Figure 2.7: Visualization of double thresholding. The green line will be filtered out while
the blue line is kept.

   The last step of the algorithm is the Hysteresis Thresholding, or Double Threshold
step. This last step is for filtering out the last remaining lines that might come from color
variation and noise. Like the name suggests, two magnitude thresholds are defined, as
seen in figure 2.7. The lower threshold defines the minimum magnitude of a pixel for it to
CHAPTER 2. THEORY                                                                          17

still be considered as part of an edge. The upper threshold sets the minimum magnitude
for a pixel to always be considered as part of an edge. If a pixel magnitude falls in between
these thresholds, the pixel is only kept if that pixel is part of an edge that has pixels with
magnitude above the upper threshold.
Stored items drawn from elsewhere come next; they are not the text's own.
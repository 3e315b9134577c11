use eframe::egui;

use crate::app::DownloaderApp;
use crate::download::{FORMAT_PRESETS, preset_label};
use crate::post_queue::PostQueueAction;
use crate::queue::{Direction, QueueState};
use crate::settings_ui;
use crate::theme::{self, ACCENT, CURRENT_ROW, MUTED, TEXT};

enum RowAction {
    Move(usize, Direction),
    Remove(usize),
}

pub fn render(app: &mut DownloaderApp, ctx: &egui::Context) {
    settings_ui::handle_shortcuts(app, ctx);
    let panel_frame = egui::Frame::NONE
        .fill(theme::PANEL_BG)
        .inner_margin(egui::Margin::symmetric(14, 12));

    egui::TopBottomPanel::bottom("status_bar")
        .frame(panel_frame.clone())
        .show(ctx, |ui| render_status_bar(ui, app));

    egui::SidePanel::left("queue_panel")
        .resizable(true)
        .default_width(460.0)
        .min_width(360.0)
        .frame(panel_frame.clone())
        .show(ctx, |ui| {
            render_input_section(ui, app);
            ui.add_space(10.0);
            render_controls(ui, app);
            ui.add_space(10.0);
            render_queue_list(ui, app);
        });

    egui::CentralPanel::default()
        .frame(panel_frame)
        .show(ctx, |ui| render_log_view(ui, app));

    render_alert(app, ctx);
    settings_ui::render_windows(app, ctx);
}

fn section_title(ui: &mut egui::Ui, text: &str) {
    ui.label(egui::RichText::new(text).size(13.0).strong().color(TEXT));
}

fn render_input_section(ui: &mut egui::Ui, app: &mut DownloaderApp) {
    theme::card().show(ui, |ui| {
        section_title(ui, "Add URL");
        ui.add_space(4.0);
        let mut submit = false;
        ui.horizontal(|ui| {
            let width = (ui.available_width() - 130.0).max(120.0);
            let response = ui.add_sized(
                [width, 28.0],
                egui::TextEdit::singleline(&mut app.url_input)
                    .hint_text("https://www.youtube.com/watch?v=...")
                    .vertical_align(egui::Align::Center),
            );
            if response.lost_focus() && ui.input(|i| i.key_pressed(egui::Key::Enter)) {
                submit = true;
            }
            if ui.button("Paste").clicked() {
                app.paste_from_clipboard();
            }
            let add = egui::Button::new(egui::RichText::new("Add").color(egui::Color32::WHITE)).fill(ACCENT);
            if ui.add(add).clicked() {
                submit = true;
            }
        });

        ui.horizontal(|ui| {
            ui.label(egui::RichText::new("Format").color(MUTED));
            egui::ComboBox::from_id_salt("format_preset")
                .width(200.0)
                .selected_text(FORMAT_PRESETS[app.format_index.min(FORMAT_PRESETS.len() - 1)].label)
                .show_ui(ui, |ui| {
                    for (idx, preset) in FORMAT_PRESETS.iter().enumerate() {
                        ui.selectable_value(&mut app.format_index, idx, preset.label);
                    }
                });
            if app.pending_lookups > 0 {
                ui.add(egui::Spinner::new().size(14.0));
                ui.label(
                    egui::RichText::new(format!("{} lookup(s)", app.pending_lookups))
                        .size(11.5)
                        .color(MUTED),
                );
            }
        });

        if submit {
            app.add_url_from_input();
        }
    });
}

fn render_controls(ui: &mut egui::Ui, app: &mut DownloaderApp) {
    ui.horizontal(|ui| {
        let running = app.queue.state() == QueueState::Running;
        let start = egui::Button::new(egui::RichText::new("Start").color(egui::Color32::WHITE)).fill(ACCENT);
        if ui.add_enabled(!running, start).clicked() {
            app.start_queue();
        }
        if ui
            .add_enabled(running || app.is_downloading(), egui::Button::new("Pause"))
            .clicked()
        {
            app.pause_queue();
        }
        ui.separator();
        if ui.button("Save queue").clicked() {
            app.save_queue_dialog();
        }
        if ui
            .add_enabled(!app.is_downloading(), egui::Button::new("Load queue"))
            .clicked()
        {
            app.load_queue_dialog();
        }
    });

    ui.horizontal(|ui| {
        ui.label(egui::RichText::new("When finished").color(MUTED));
        egui::ComboBox::from_id_salt("post_queue_action")
            .selected_text(app.post_action.label())
            .show_ui(ui, |ui| {
                for action in PostQueueAction::ALL {
                    ui.selectable_value(&mut app.post_action, action, action.label());
                }
            });
        if ui.button("Preferences").clicked() {
            app.settings_ui.open_settings(&app.settings);
        }
    });
}

fn render_queue_list(ui: &mut egui::Ui, app: &mut DownloaderApp) {
    section_title(ui, &format!("Queue ({})", app.queue.len()));
    ui.add_space(4.0);

    let mut action = None;
    let height = ui.available_height();
    theme::card().show(ui, |ui| {
        ui.set_min_height(height - 24.0);
        egui::ScrollArea::vertical()
            .id_salt("queue_scroll")
            .auto_shrink([false, false])
            .show(ui, |ui| {
                if app.queue.is_empty() {
                    ui.label(egui::RichText::new("Nothing queued.").color(MUTED));
                    return;
                }
                let last = app.queue.len() - 1;
                for (idx, item) in app.queue.items().iter().enumerate() {
                    let current = app.queue.is_current(item.id);
                    let fill = if current { CURRENT_ROW } else { egui::Color32::TRANSPARENT };
                    egui::Frame::NONE
                        .fill(fill)
                        .corner_radius(egui::CornerRadius::same(6))
                        .inner_margin(egui::Margin::symmetric(6, 4))
                        .show(ui, |ui| {
                            ui.horizontal(|ui| {
                                ui.label(egui::RichText::new(format!("{}.", idx + 1)).color(MUTED));
                                ui.vertical(|ui| {
                                    let title = if current {
                                        egui::RichText::new(&item.title).strong().color(ACCENT)
                                    } else {
                                        egui::RichText::new(&item.title).color(TEXT)
                                    };
                                    ui.add(egui::Label::new(title).truncate());
                                    ui.label(
                                        egui::RichText::new(preset_label(&item.format_code))
                                            .size(11.0)
                                            .color(MUTED),
                                    )
                                    .on_hover_text(item.url.as_str());
                                });
                                ui.with_layout(egui::Layout::right_to_left(egui::Align::Center), |ui| {
                                    if ui.add_enabled(!current, egui::Button::new("✕")).clicked() {
                                        action = Some(RowAction::Remove(idx));
                                    }
                                    if ui.add_enabled(!current && idx < last, egui::Button::new("▼")).clicked() {
                                        action = Some(RowAction::Move(idx, Direction::Down));
                                    }
                                    if ui.add_enabled(!current && idx > 0, egui::Button::new("▲")).clicked() {
                                        action = Some(RowAction::Move(idx, Direction::Up));
                                    }
                                });
                            });
                        });
                }
            });
    });

    match action {
        Some(RowAction::Move(idx, direction)) => app.move_item(idx, direction),
        Some(RowAction::Remove(idx)) => app.remove_item(idx),
        None => {}
    }
}

fn render_log_view(ui: &mut egui::Ui, app: &mut DownloaderApp) {
    ui.horizontal(|ui| {
        section_title(ui, "Log");
        ui.with_layout(egui::Layout::right_to_left(egui::Align::Center), |ui| {
            if ui.add_enabled(!app.logger.is_empty(), egui::Button::new("Clear")).clicked() {
                app.logger.clear();
            }
            if ui.button("Copy").clicked() {
                ui.ctx().copy_text(app.logger.snapshot_text());
            }
        });
    });
    ui.add_space(4.0);

    theme::card().show(ui, |ui| {
        egui::ScrollArea::vertical()
            .id_salt("log_scroll")
            .auto_shrink([false, false])
            .stick_to_bottom(true)
            .show(ui, |ui| {
                for entry in app.logger.entries() {
                    ui.label(
                        egui::RichText::new(&entry.line)
                            .monospace()
                            .size(12.0)
                            .color(theme::severity_color(entry.severity)),
                    );
                }
            });
    });
}

fn render_status_bar(ui: &mut egui::Ui, app: &DownloaderApp) {
    ui.horizontal(|ui| {
        if app.is_downloading() {
            ui.add(egui::Spinner::new().size(14.0));
        }
        ui.label(egui::RichText::new(&app.status_text).color(TEXT));
        ui.with_layout(egui::Layout::right_to_left(egui::Align::Center), |ui| {
            let state = match app.queue.state() {
                QueueState::Running => "Running",
                QueueState::Paused => "Paused",
                QueueState::Drained => "Done",
            };
            ui.label(egui::RichText::new(state).size(11.5).color(MUTED));
            if app.covers_busy {
                ui.label(egui::RichText::new("Cropping covers...").size(11.5).color(MUTED));
            }
        });
    });
}

fn render_alert(app: &mut DownloaderApp, ctx: &egui::Context) {
    let Some(message) = app.alert.clone() else {
        return;
    };
    let mut open = true;
    let mut dismissed = false;
    egui::Window::new("Notice")
        .collapsible(false)
        .resizable(false)
        .anchor(egui::Align2::CENTER_CENTER, egui::vec2(0.0, 0.0))
        .open(&mut open)
        .show(ctx, |ui| {
            ui.label(message);
            ui.add_space(8.0);
            if ui.button("OK").clicked() {
                dismissed = true;
            }
        });
    if !open || dismissed {
        app.alert = None;
    }
}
In short, every pixel below the lower threshold gets
filtered out, every pixel above the upper threshold is kept, and every pixel in between the
thresholds are kept if it is connected to other pixels that are above the upper threshold,
and gets filtered away otherwise.

          Figure 2.8: Resulting image after all Canny edge detection steps [28]

   The final result can be seen in 2.8. Here, a lot of noise and detail has been filtered
away but most of the edges that define the object is still intact.

2.4      Hough Transform

The Hough Transform is a method for extracting features from a binary image. The
original proposition from 1962 by Paul Hough was designed to detect and extract lines[29],
but has since then been extended to be able to detect other shapes, for example circles[30].

   This section will briefly explain how the Hough transform detects lines, which is the
use case it has in this thesis. A straight line can be represented mathematically in many
ways, the most common being:
                                         y = mx + b,                                (2.11)
where m is the slope of the line, and b is the point where the line intercepts the y-axis.
However, for completely vertical lines, m would be unbounded. To tackle this, it was
proposed to use the Hesse normal form for representing lines in the Hough transform[31]:

                                     r = xcosθ + ysinθ                                 (2.12)
CHAPTER 2. THEORY                                                                      18

                          Figure 2.9: R-theta parametrization

    As seen in figure 2.9, a line can be completely defined by the two parameters r and
θ, where r is the distance from the origin to the closest point on the line, and θ is the
angle between that perpendicular line connecting the origin and the closest point of the
line and the x-axis. The line can therefore be represented as a single point, (r, θ), in a
Parameter Space with the axis of θ and r, also called the Hough Space.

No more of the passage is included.